Sur Terre, les glaciers avancèrent, reculèrent, tandis que passait et repassait dans le ciel la Lune impassible, gardienne de secrets. Et plus lentement encore que les glaces des pôles, des civilisations naissaient et se répandaient entre les étoiles. Des empires étranges, beaux et terribles s’érigeaient, s’effondraient et leurs descendants se transmettaient la connaissance. La Terre n’avait pas été oubliée mais une seconde visite eût été inutile. Elle n’était plus désormais qu’un monde muet entre un million d’autres dont bien peu connaîtraient un jour la parole.
L’évolution, entre les étoiles, se poursuivait vers des buts nouveaux. Depuis longtemps, les explorateurs de la Terre avaient atteint les limites de la chair. Leurs machines étaient désormais supérieures à leur corps et il était nécessaire d’y émigrer. D’abord leur cerveau, puis leur esprit seul fut transféré dans une enveloppe de métal et de plastique. Ainsi, ils continuèrent d’errer d’étoile en étoile. Mais ils n’avaient plus besoin de construire des astronefs. Ils étaient des astronefs.
Pourtant, l’âge des entités-machines fut bref. Lors de leurs expériences, ils avaient appris à emmagasiner la connaissance dans la structure même de l’espace, préservant ainsi leur savoir sous des strates de lumière, pour l’éternité. Il leur était possible de devenir des êtres faits de radiations et de se libérer enfin de la tyrannie de la matière.
Ils se transformèrent donc en énergie pure. Et sur un millier de mondes, les coquilles vides qui les avaient abrités exécutèrent une brève danse d’agonie avant de s’effondrer en débris rouillés.

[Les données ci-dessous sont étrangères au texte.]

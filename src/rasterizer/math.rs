//! Vector math for the pipeline
//!
//! `Vec4` doubles as the shader register type: every value flowing between
//! pipeline stages is a 4-component float vector.

use std::ops::{Add, AddAssign, Mul, MulAssign, Neg, Sub};
use serde::{Serialize, Deserialize};

/// 3D Vector
#[derive(Debug, Clone, Copy, Default, PartialEq, Serialize, Deserialize)]
pub struct Vec3 {
    pub x: f32,
    pub y: f32,
    pub z: f32,
}

impl Vec3 {
    pub const ZERO: Vec3 = Vec3 { x: 0.0, y: 0.0, z: 0.0 };

    pub fn new(x: f32, y: f32, z: f32) -> Self {
        Self { x, y, z }
    }

    pub fn dot(self, other: Vec3) -> f32 {
        self.x * other.x + self.y * other.y + self.z * other.z
    }

    pub fn cross(self, other: Vec3) -> Vec3 {
        Vec3 {
            x: self.y * other.z - self.z * other.y,
            y: self.z * other.x - self.x * other.z,
            z: self.x * other.y - self.y * other.x,
        }
    }

    pub fn len(self) -> f32 {
        self.dot(self).sqrt()
    }

    pub fn normalize(self) -> Vec3 {
        let l = self.len();
        if l == 0.0 {
            return Vec3::ZERO;
        }
        self.scale(1.0 / l)
    }

    pub fn scale(self, s: f32) -> Vec3 {
        Vec3 {
            x: self.x * s,
            y: self.y * s,
            z: self.z * s,
        }
    }
}

impl Add for Vec3 {
    type Output = Vec3;
    fn add(self, other: Vec3) -> Vec3 {
        Vec3::new(self.x + other.x, self.y + other.y, self.z + other.z)
    }
}

impl Sub for Vec3 {
    type Output = Vec3;
    fn sub(self, other: Vec3) -> Vec3 {
        Vec3::new(self.x - other.x, self.y - other.y, self.z - other.z)
    }
}

impl Mul<f32> for Vec3 {
    type Output = Vec3;
    fn mul(self, s: f32) -> Vec3 {
        self.scale(s)
    }
}

/// 4D Vector, the shader register
#[derive(Debug, Clone, Copy, Default, PartialEq, Serialize, Deserialize)]
pub struct Vec4 {
    pub x: f32,
    pub y: f32,
    pub z: f32,
    pub w: f32,
}

/// A shader register is a plain 4-float vector.
pub type ShaderRegister = Vec4;

impl Vec4 {
    pub const ZERO: Vec4 = Vec4 { x: 0.0, y: 0.0, z: 0.0, w: 0.0 };
    pub const ONE: Vec4 = Vec4 { x: 1.0, y: 1.0, z: 1.0, w: 1.0 };
    /// Default register value: origin with w = 1
    pub const POINT: Vec4 = Vec4 { x: 0.0, y: 0.0, z: 0.0, w: 1.0 };

    pub fn new(x: f32, y: f32, z: f32, w: f32) -> Self {
        Self { x, y, z, w }
    }

    pub fn splat(v: f32) -> Self {
        Self { x: v, y: v, z: v, w: v }
    }

    pub fn from_vec3(v: Vec3, w: f32) -> Self {
        Self { x: v.x, y: v.y, z: v.z, w }
    }

    pub fn xyz(self) -> Vec3 {
        Vec3::new(self.x, self.y, self.z)
    }

    pub fn dot(self, other: Vec4) -> f32 {
        self.x * other.x + self.y * other.y + self.z * other.z + self.w * other.w
    }

    pub fn scale(self, s: f32) -> Vec4 {
        Vec4::new(self.x * s, self.y * s, self.z * s, self.w * s)
    }

    /// Linear interpolation: self + (other - self) * t
    pub fn lerp(self, other: Vec4, t: f32) -> Vec4 {
        self + (other - self) * t
    }

    pub fn saturate(self) -> Vec4 {
        Vec4::new(
            self.x.clamp(0.0, 1.0),
            self.y.clamp(0.0, 1.0),
            self.z.clamp(0.0, 1.0),
            self.w.clamp(0.0, 1.0),
        )
    }

    pub fn to_array(self) -> [f32; 4] {
        [self.x, self.y, self.z, self.w]
    }

    pub fn from_slice(s: &[f32]) -> Vec4 {
        let mut v = Vec4::POINT;
        for (i, c) in s.iter().take(4).enumerate() {
            v[i] = *c;
        }
        v
    }
}

impl std::ops::Index<usize> for Vec4 {
    type Output = f32;
    fn index(&self, i: usize) -> &f32 {
        match i {
            0 => &self.x,
            1 => &self.y,
            2 => &self.z,
            _ => &self.w,
        }
    }
}

impl std::ops::IndexMut<usize> for Vec4 {
    fn index_mut(&mut self, i: usize) -> &mut f32 {
        match i {
            0 => &mut self.x,
            1 => &mut self.y,
            2 => &mut self.z,
            _ => &mut self.w,
        }
    }
}

impl Add for Vec4 {
    type Output = Vec4;
    fn add(self, o: Vec4) -> Vec4 {
        Vec4::new(self.x + o.x, self.y + o.y, self.z + o.z, self.w + o.w)
    }
}

impl AddAssign for Vec4 {
    fn add_assign(&mut self, o: Vec4) {
        *self = *self + o;
    }
}

impl Sub for Vec4 {
    type Output = Vec4;
    fn sub(self, o: Vec4) -> Vec4 {
        Vec4::new(self.x - o.x, self.y - o.y, self.z - o.z, self.w - o.w)
    }
}

impl Mul<f32> for Vec4 {
    type Output = Vec4;
    fn mul(self, s: f32) -> Vec4 {
        self.scale(s)
    }
}

impl MulAssign<f32> for Vec4 {
    fn mul_assign(&mut self, s: f32) {
        *self = self.scale(s);
    }
}

impl Neg for Vec4 {
    type Output = Vec4;
    fn neg(self) -> Vec4 {
        self.scale(-1.0)
    }
}

/// Row-major 4x4 matrix; vectors are treated as rows (v * M)
#[derive(Debug, Clone, Copy, PartialEq, Serialize, Deserialize)]
pub struct Mat4 {
    pub m: [[f32; 4]; 4],
}

impl Default for Mat4 {
    fn default() -> Self {
        Self::IDENTITY
    }
}

impl Mat4 {
    pub const IDENTITY: Mat4 = Mat4 {
        m: [
            [1.0, 0.0, 0.0, 0.0],
            [0.0, 1.0, 0.0, 0.0],
            [0.0, 0.0, 1.0, 0.0],
            [0.0, 0.0, 0.0, 1.0],
        ],
    };

    /// Map normalized device coordinates to screen space.
    /// x: [-1, 1] -> [x, x + width], y: [1, -1] -> [y, y + height], z: [0, 1] -> [min_z, max_z]
    pub fn viewport(x: f32, y: f32, width: f32, height: f32, min_z: f32, max_z: f32) -> Mat4 {
        let hw = width * 0.5;
        let hh = height * 0.5;
        Mat4 {
            m: [
                [hw, 0.0, 0.0, 0.0],
                [0.0, -hh, 0.0, 0.0],
                [0.0, 0.0, max_z - min_z, 0.0],
                [x + hw, y + hh, min_z, 1.0],
            ],
        }
    }

    /// Left-handed perspective projection (D3D clip volume, z in [0, w])
    pub fn perspective_fov_lh(fov_y: f32, aspect: f32, near: f32, far: f32) -> Mat4 {
        let ys = 1.0 / (fov_y * 0.5).tan();
        let xs = ys / aspect;
        let q = far / (far - near);
        Mat4 {
            m: [
                [xs, 0.0, 0.0, 0.0],
                [0.0, ys, 0.0, 0.0],
                [0.0, 0.0, q, 1.0],
                [0.0, 0.0, -q * near, 0.0],
            ],
        }
    }

    pub fn translation(t: Vec3) -> Mat4 {
        let mut r = Mat4::IDENTITY;
        r.m[3][0] = t.x;
        r.m[3][1] = t.y;
        r.m[3][2] = t.z;
        r
    }

    pub fn rotation_y(angle: f32) -> Mat4 {
        let (s, c) = angle.sin_cos();
        Mat4 {
            m: [
                [c, 0.0, -s, 0.0],
                [0.0, 1.0, 0.0, 0.0],
                [s, 0.0, c, 0.0],
                [0.0, 0.0, 0.0, 1.0],
            ],
        }
    }

    pub fn rotation_x(angle: f32) -> Mat4 {
        let (s, c) = angle.sin_cos();
        Mat4 {
            m: [
                [1.0, 0.0, 0.0, 0.0],
                [0.0, c, s, 0.0],
                [0.0, -s, c, 0.0],
                [0.0, 0.0, 0.0, 1.0],
            ],
        }
    }

    pub fn mul(&self, other: &Mat4) -> Mat4 {
        let mut r = [[0.0f32; 4]; 4];
        for (i, row) in r.iter_mut().enumerate() {
            for (j, cell) in row.iter_mut().enumerate() {
                *cell = (0..4).map(|k| self.m[i][k] * other.m[k][j]).sum();
            }
        }
        Mat4 { m: r }
    }

    /// Transform a row vector
    pub fn transform(&self, v: Vec4) -> Vec4 {
        let m = &self.m;
        Vec4::new(
            v.x * m[0][0] + v.y * m[1][0] + v.z * m[2][0] + v.w * m[3][0],
            v.x * m[0][1] + v.y * m[1][1] + v.z * m[2][1] + v.w * m[3][1],
            v.x * m[0][2] + v.y * m[1][2] + v.z * m[2][2] + v.w * m[3][2],
            v.x * m[0][3] + v.y * m[1][3] + v.z * m[2][3] + v.w * m[3][3],
        )
    }
}

/// Plane (a, b, c, d). A point is inside when the signed distance is >= 0.
#[derive(Debug, Clone, Copy, Default, PartialEq, Serialize, Deserialize)]
pub struct Plane {
    pub a: f32,
    pub b: f32,
    pub c: f32,
    pub d: f32,
}

impl Plane {
    pub fn new(a: f32, b: f32, c: f32, d: f32) -> Self {
        Self { a, b, c, d }
    }

    /// Signed distance of a homogeneous point: a*x + b*y + c*z + d*w
    pub fn distance_homogeneous(&self, p: Vec4) -> f32 {
        self.a * p.x + self.b * p.y + self.c * p.z + self.d * p.w
    }

    /// Signed distance of a 3D point: a*x + b*y + c*z + d
    pub fn distance(&self, p: Vec3) -> f32 {
        self.a * p.x + self.b * p.y + self.c * p.z + self.d
    }
}

/// Truncating float to int conversion used by the pixel loops
#[inline]
pub fn ftol(f: f32) -> i32 {
    f as i32
}

/// Smallest integer >= f
#[inline]
pub fn ceil_i(f: f32) -> i32 {
    f.ceil() as i32
}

Désormais, ils étaient maîtres de la Galaxie et hors d’atteinte du temps. Ils pouvaient errer à leur gré entre les soleils, se glisser dans les interstices de l’espace comme une brume impalpable. Pourtant, en dépit de leurs pouvoirs nouveaux qui les rendaient pareils aux dieux, ils n’avaient pas oublié le limon tiède qui leur avait donné naissance, quelque part au sein d’un océan disparu.
Et ils continuaient de surveiller les expériences entreprises par leurs ancêtres, si longtemps auparavant.